Step 9 -- Build trainer image in-cluster

oc apply -f - <<EOF
apiVersion: image.openshift.io/v1
kind: ImageStream
metadata:
  name: distillation-trainer
  namespace: $NS
EOF

oc apply -f - <<EOF
apiVersion: build.openshift.io/v1
kind: BuildConfig
metadata:
  name: distillation-trainer
  namespace: $NS
spec:
  source:
    type: Binary
  strategy:
    type: Docker
    dockerStrategy:
      dockerfilePath: Dockerfile
  output:
    to:
      kind: ImageStreamTag
      name: distillation-trainer:latest
EOF

cd pipeline/training
oc start-build distillation-trainer --from-dir=. --follow -n "$NS"
cd ../..

Step 10 -- Upload training data to MinIO

If training data (JSONL files) exist locally in pipeline/data/, upload them:

if [ -d pipeline/data ]; then
  MINIO_POD=$(oc get pod -n "$NS" -l app=minio -o jsonpath='{.items[0].metadata.name}')
  for f in pipeline/data/*.jsonl; do
    KEY="synthetic/code-review/$(basename $f)"
    oc cp "$f" "$NS/$MINIO_POD:/data/mlflow-artifacts/$KEY"
    echo "Uploaded $f -> s3://mlflow-artifacts/$KEY"
  done
fi

Also upload the diff-bank if present:

if [ -f pipeline/scripts/diff-bank.json ]; then
  MINIO_POD=$(oc get pod -n "$NS" -l app=minio -o jsonpath='{.items[0].metadata.name}')
  oc cp pipeline/scripts/diff-bank.json "$NS/$MINIO_POD:/data/mlflow-artifacts/synthetic/code-review/diff-bank.json"
  echo "Uploaded diff-bank.json"
fi

Step 11 -- Build and deploy feedback-api (optional, needed for human feedback)

if [ -d feedback-service ]; then
  oc apply -f - <<EOF
apiVersion: image.openshift.io/v1
kind: ImageStream
metadata:
  name: feedback-api
  namespace: $NS
EOF

  oc apply -f - <<EOF
apiVersion: build.openshift.io/v1
kind: BuildConfig
metadata:
  name: feedback-api
  namespace: $NS
spec:
  source:
    type: Binary
  strategy:
    type: Docker
    dockerStrategy:
      dockerfilePath: Dockerfile
  output:
    to:
      kind: ImageStreamTag
      name: feedback-api:latest
EOF

  cd feedback-service
  oc start-build feedback-api --from-dir=. --follow -n "$NS"
  cd ..
  sed "s/sridharproject/$NS/g" feedback-service/k8s/deployment.yaml | oc apply -f -
fi

Step 12 -- Compile and upload the pipeline

cd pipeline
python3 code_review_pipeline.py
echo "Compiled -> pipeline/code_review_pipeline.yaml"

Upload via the RHOAI Dashboard UI, or via curl:

ROUTE=$(oc get route ds-pipeline-dspa -n "$NS" -o jsonpath='{.spec.host}' 2>/dev/null)
if [ -n "$ROUTE" ]; then
  TOKEN=$(oc whoami -t)
  curl -sSk -X POST "https://$ROUTE/apis/v2beta1/pipelines/upload?name=distill-pipeline" \
    -H "Authorization: Bearer $TOKEN" \
    -F "uploadfile=@code_review_pipeline.yaml"
  echo "Pipeline uploaded."
fi
cd ..

Done.
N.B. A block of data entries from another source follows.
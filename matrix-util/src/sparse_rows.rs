use crate::common_io::*;
use crate::mtx_io::*;
use rayon::prelude::*;
use std::io::Write;

/// One sparse row: strictly increasing column indices and their values
#[derive(Debug, Clone, Default, PartialEq)]
pub struct SparseRow {
    pub indices: Vec<usize>,
    pub values: Vec<f64>,
}

impl SparseRow {
    /// Keep non-zero entries of a dense slice
    pub fn from_dense(dense: &[f64]) -> Self {
        let (indices, values) = dense
            .iter()
            .enumerate()
            .filter(|(_, &x)| x != 0.0)
            .map(|(j, &x)| (j, x))
            .unzip();
        SparseRow { indices, values }
    }

    pub fn nnz(&self) -> usize {
        self.indices.len()
    }

    /// sum of absolute values
    pub fn norm1(&self) -> f64 {
        self.values.iter().map(|x| x.abs()).sum()
    }

    pub fn iter(&self) -> impl Iterator<Item = (usize, f64)> + '_ {
        self.indices.iter().copied().zip(self.values.iter().copied())
    }

    pub fn to_dense(&self, ncol: usize) -> Vec<f64> {
        let mut ret = vec![0.0; ncol];
        for (j, x) in self.iter() {
            ret[j] += x;
        }
        ret
    }
}

/// A row-indexed collection of sparse vectors of the same length
#[derive(Debug, Clone, PartialEq)]
pub struct SparseRows {
    pub ncol: usize,
    pub rows: Vec<SparseRow>,
}

impl SparseRows {
    pub fn nrows(&self) -> usize {
        self.rows.len()
    }

    pub fn ncols(&self) -> usize {
        self.ncol
    }

    pub fn nnz(&self) -> usize {
        self.rows.iter().map(|r| r.nnz()).sum()
    }

    /// Assemble rows from `(row, col, value)` triplets; duplicated
    /// entries are added up, explicit zeros dropped.
    /// * `nrow` - number of rows
    /// * `ncol` - number of columns
    /// * `triplets` - 0-based triplets in any order
    pub fn from_triplets(nrow: usize, ncol: usize, triplets: &[Triplet]) -> anyhow::Result<Self> {
        let mut sorted = triplets.to_vec();
        sorted.sort_by_key(|&(r, c, _)| (r, c));

        let mut rows = vec![SparseRow::default(); nrow];
        for (r, c, x) in sorted {
            if r >= nrow || c >= ncol {
                return Err(anyhow::anyhow!(
                    "triplet ({}, {}) outside {} x {}",
                    r,
                    c,
                    nrow,
                    ncol
                ));
            }
            let row = &mut rows[r];
            if row.indices.last() == Some(&c) {
                if let Some(v) = row.values.last_mut() {
                    *v += x;
                }
            } else {
                row.indices.push(c);
                row.values.push(x);
            }
        }

        rows.par_iter_mut().for_each(|row| {
            let (indices, values) = row
                .iter()
                .filter(|&(_, x)| x != 0.0)
                .unzip::<usize, f64, Vec<_>, Vec<_>>();
            row.indices = indices;
            row.values = values;
        });

        Ok(SparseRows { ncol, rows })
    }

    pub fn from_dense_rows(ncol: usize, dense: &[Vec<f64>]) -> anyhow::Result<Self> {
        if let Some(bad) = dense.iter().find(|r| r.len() != ncol) {
            return Err(anyhow::anyhow!("row of length {} != {}", bad.len(), ncol));
        }
        Ok(SparseRows {
            ncol,
            rows: dense.iter().map(|r| SparseRow::from_dense(r)).collect(),
        })
    }

    pub fn to_triplets(&self) -> Vec<Triplet> {
        self.rows
            .iter()
            .enumerate()
            .flat_map(|(i, row)| row.iter().map(move |(j, x)| (i, j, x)))
            .collect()
    }

    ///
    /// Read a row-indexed collection.
    ///
    /// * `.mtx` / `.mtx.gz` - MatrixMarket, rows are vectors
    /// * anything else - a `nrow ncol` header followed by lines of
    ///   `row<TAB>col:value col:value ...` (0-based)
    ///
    pub fn read_file(file: &str) -> anyhow::Result<Self> {
        if file.ends_with(".mtx") || file.ends_with(".mtx.gz") {
            let (triplets, (nrow, ncol, _)) = read_mtx_triplets(file)?;
            return Self::from_triplets(nrow, ncol, &triplets);
        }

        let ReadLinesOut { lines, header } = read_lines_of_words(file, 0)?;
        if header.len() != 2 {
            return Err(anyhow::anyhow!("expected `nrow ncol` header in {}", file));
        }
        let nrow = header[0].parse::<usize>()?;
        let ncol = header[1].parse::<usize>()?;

        let parsed = lines
            .par_iter()
            .map(|words| -> anyhow::Result<Vec<Triplet>> {
                let (row, entries) = words
                    .split_first()
                    .ok_or(anyhow::anyhow!("empty line"))?;
                let row = row.parse::<usize>()?;
                entries
                    .iter()
                    .map(|e| {
                        let (c, x) = e
                            .split_once(':')
                            .ok_or(anyhow::anyhow!("expected col:value, found {}", e))?;
                        Ok((row, c.parse::<usize>()?, x.parse::<f64>()?))
                    })
                    .collect()
            })
            .collect::<anyhow::Result<Vec<_>>>()?;

        let triplets = parsed.into_iter().flatten().collect::<Vec<_>>();
        Self::from_triplets(nrow, ncol, &triplets)
    }

    /// Write in the format `read_file` expects for non-mtx files.
    /// Empty rows are written as a bare row index.
    pub fn write_file(&self, file: &str) -> anyhow::Result<()> {
        if file.ends_with(".mtx") || file.ends_with(".mtx.gz") {
            return write_mtx_triplets(&self.to_triplets(), self.nrows(), self.ncols(), file);
        }

        let mut buf = open_buf_writer(file)?;
        writeln!(buf, "{}\t{}", self.nrows(), self.ncols())?;
        for (i, row) in self.rows.iter().enumerate() {
            let entries = row
                .iter()
                .map(|(j, x)| format!("{}:{}", j, x))
                .collect::<Vec<_>>()
                .join(" ");
            writeln!(buf, "{}\t{}", i, entries)?;
        }
        buf.flush()?;
        Ok(())
    }
}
Print a summary of all Routes for the user:

echo "=========================================="
echo "Infrastructure ready in namespace: $NS"
echo "=========================================="
echo "MinIO Console : https://$(oc get route minio-console -n $NS -o jsonpath='{.spec.host}')"
echo "MinIO API     : https://$(oc get route minio-api -n $NS -o jsonpath='{.spec.host}')"
echo "MLflow        : https://$(oc get route mlflow -n $NS -o jsonpath='{.spec.host}')"
echo "Ollama        : https://$(oc get route ollama -n $NS -o jsonpath='{.spec.host}')"
echo "KFP Dashboard : https://$(oc get route ds-pipeline-dspa -n $NS -o jsonpath='{.spec.host}' 2>/dev/null || echo 'via RHOAI dashboard')"
echo "=========================================="

/distill.setup

Validate that all infrastructure is healthy.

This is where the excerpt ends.